Bharath Vissapragada has posted comments on this change. ( 
http://gerrit.cloudera.org:8080/12221 )

Change subject: [PROTOTYPE] IMPALA-5872: Test case builder for query planner
......................................................................


Patch Set 1:

(8 comments)

I'll include a stand-alone planner only Java test in PS2.

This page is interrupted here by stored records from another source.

//! Geometry primitives: distance, orientation determinant, containment, shoelace.
//!
//! Sign convention: `signed_area(a, b, c) > 0` iff `a→b→c` turns counterclockwise
//! (standard x-right, y-up axes). `polygon_signed_area` follows the same rule.

use nalgebra::Matrix2;

use super::types::Point;

/// Euclidean distance.
#[inline]
pub fn distance(p1: Point, p2: Point) -> f64 {
    (p1.vec() - p2.vec()).norm()
}

/// Twice the signed area of `(p1, p2, p3)`: `det[p2 - p1, p3 - p1]`.
#[inline]
pub fn signed_area(p1: Point, p2: Point, p3: Point) -> f64 {
    let m = Matrix2::from_columns(&[p2.vec() - p1.vec(), p3.vec() - p1.vec()]);
    m.determinant()
}

/// Closed containment: `p` lies in `(a, b, c)` when the three sub-triangle
/// orientations never disagree in sign. Edges and vertices count as inside.
pub fn point_in_triangle(p: Point, a: Point, b: Point, c: Point) -> bool {
    let d1 = signed_area(p, a, b);
    let d2 = signed_area(p, b, c);
    let d3 = signed_area(p, c, a);
    let has_neg = d1 < 0.0 || d2 < 0.0 || d3 < 0.0;
    let has_pos = d1 > 0.0 || d2 > 0.0 || d3 > 0.0;
    !(has_neg && has_pos)
}

/// Shoelace area of a closed polygon (no repeated closing vertex). Positive for CCW.
pub fn polygon_signed_area(points: &[Point]) -> f64 {
    let n = points.len();
    if n < 3 {
        return 0.0;
    }
    let mut twice = 0.0;
    for i in 0..n {
        let p = points[i];
        let q = points[(i + 1) % n];
        twice += p.x * q.y - q.x * p.y;
    }
    0.5 * twice
}

/// Unsigned shoelace area.
#[inline]
pub fn polygon_area(points: &[Point]) -> f64 {
    polygon_signed_area(points).abs()
}
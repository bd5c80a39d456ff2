//! Triangle area evaluation.
//!
//! Purpose
//! - Hold what the user typed per triangle (`TriangleSpec`), one of five methods.
//! - Turn each spec into an area in the active unit and in m², with a validity
//!   flag instead of errors.
//! - Aggregate per-triangle results into totals for reports.

mod aggregate;
mod calculator;
mod inputs;

pub use aggregate::{evaluate_all, evaluate_all_with, summarize, Summary};
pub use calculator::{area_of, evaluate, evaluate_with, is_valid, CalculationResult};
pub use inputs::{parse_entry, Entry, Measurements, Method, SpecError, TriangleInputs, TriangleSpec};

> Is there a way to include the query itself in the test case? That eliminates 
> the question about "did I get the correct data for the query or query for the 
> data?"

It is already there. Included an example output in comments on sql-parser.cup

http://gerrit.cloudera.org:8080/#/c/12221/1/fe/src/main/cup/sql-parser.cup
File fe/src/main/cup/sql-parser.cup:

http://gerrit.cloudera.org:8080/#/c/12221/1/fe/src/main/cup/sql-parser.cup@282
PS1, Line 282:   KW_ENCODING, KW_END, KW_ESCAPED, KW_EXISTS, KW_EXPLAIN, 
KW_EXPORT, KW_EXTENDED,
> Will introducing a keyword using a common term cause existing queries to fa
I redid the syntax to "copy testcase [to|from]" per Greg's suggestion. But yes, 
I see your point. Anytime we add new keywords we are at a risk of creating new 
incompatibility issues. I think we should document it and suggest the users to 
quote them going forward.


http://gerrit.cloudera.org:8080/#/c/12221/1/fe/src/main/cup/sql-parser.cup@773
PS1, Line 773:   KW_EXPORT KW_TESTCASE KW_INTO KW_OUTFILE STRING_LITERAL:path 
query_stmt:query
> Insert a keyword before the query to allow future revisions? Eliminate OUTF
Redid the grammar to copy testcase...(eliminates the outfile keyword). Also 
what's the advantage in doing it the json way? Its pretty simple to add but I 
don't see the usecase.


http://gerrit.cloudera.org:8080/#/c/12221/1/fe/src/main/cup/sql-parser.cup@782
PS1, Line 782:     RESULT = new LoadTestCaseStmt(new HdfsUri(path));
> What does LOAD mean? Is this a load-and-plan? Suppose I want to do an EXPLA
It just loads the metadata. The query_stmt is already collected. Sample output 
from a load looks like this.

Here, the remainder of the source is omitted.